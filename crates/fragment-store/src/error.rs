//! Fragment Store Error Types

use std::path::PathBuf;
use thiserror::Error;

/// Errors while reassembling a recording from fragments
#[derive(Debug, Error)]
pub enum LoadError {
    /// A chunk count of zero was requested
    #[error("No fragments requested (chunk count is 0)")]
    NoFragments,

    /// Epoch shape has a zero-length axis
    #[error("Epoch shape {samples}x{channels} has an empty axis")]
    EmptyEpochShape { samples: usize, channels: usize },

    /// Fragment file does not exist
    #[error("Fragment missing: {}", path.display())]
    MissingFragment { path: PathBuf },

    /// Fragment could not be decoded, or is zero-dimensional
    #[error("Malformed fragment {}: {reason}", path.display())]
    Malformed { path: PathBuf, reason: String },

    /// Fragments disagree on their trailing axes
    #[error("Fragment shapes cannot be concatenated: {0}")]
    ShapeMismatch(String),

    /// Concatenated element count does not divide into whole subjects
    #[error("{elements} elements is not a multiple of {per_subject} (samples x channels) per subject")]
    IncompleteSubject { elements: usize, per_subject: usize },

    /// Label vector length differs from subject count
    #[error("Label count {labels} does not match subject count {subjects}")]
    LabelCountMismatch { labels: usize, subjects: usize },

    /// Any other I/O failure
    #[error("I/O error on {}: {source}", path.display())]
    Io {
        path: PathBuf,
        #[source]
        source: std::io::Error,
    },
}

/// Errors while splitting an archive into fragments
#[derive(Debug, Error)]
pub enum SplitError {
    /// A chunk count of zero was requested
    #[error("Chunk count must be at least 1")]
    NoChunks,

    /// Archive could not be decoded
    #[error("Cannot decode archive {}: {reason}", path.display())]
    Decode { path: PathBuf, reason: String },

    /// Fragment or archive could not be encoded
    #[error("Cannot encode {}: {reason}", path.display())]
    Encode { path: PathBuf, reason: String },

    /// Keyed archive lacks the feature array
    #[error("Archive has no '{0}' entry")]
    MissingKey(String),

    /// Feature array has no axis to split along
    #[error("Feature array is zero-dimensional and cannot be split")]
    Unsplittable,

    /// Label array holds values that are not whole numbers
    #[error("Label array contains non-integer value {0}")]
    NonIntegerLabel(f64),

    /// Any other I/O failure
    #[error("I/O error on {}: {source}", path.display())]
    Io {
        path: PathBuf,
        #[source]
        source: std::io::Error,
    },
}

════════════════

DIRECTIONS: From the data above, reproduce word for word the lines running from the line with "a zero-length axis" to the line with "Archive could not be decoded", ends included.

YOUR RESPONSE:
    /// Epoch shape has a zero-length axis
    #[error("Epoch shape {samples}x{channels} has an empty axis")]
    EmptyEpochShape { samples: usize, channels: usize },

    /// Fragment file does not exist
    #[error("Fragment missing: {}", path.display())]
    MissingFragment { path: PathBuf },

    /// Fragment could not be decoded, or is zero-dimensional
    #[error("Malformed fragment {}: {reason}", path.display())]
    Malformed { path: PathBuf, reason: String },

    /// Fragments disagree on their trailing axes
    #[error("Fragment shapes cannot be concatenated: {0}")]
    ShapeMismatch(String),

    /// Concatenated element count does not divide into whole subjects
    #[error("{elements} elements is not a multiple of {per_subject} (samples x channels) per subject")]
    IncompleteSubject { elements: usize, per_subject: usize },

    /// Label vector length differs from subject count
    #[error("Label count {labels} does not match subject count {subjects}")]
    LabelCountMismatch { labels: usize, subjects: usize },

    /// Any other I/O failure
    #[error("I/O error on {}: {source}", path.display())]
    Io {
        path: PathBuf,
        #[source]
        source: std::io::Error,
    },
}

/// Errors while splitting an archive into fragments
#[derive(Debug, Error)]
pub enum SplitError {
    /// A chunk count of zero was requested
    #[error("Chunk count must be at least 1")]
    NoChunks,

    /// Archive could not be decoded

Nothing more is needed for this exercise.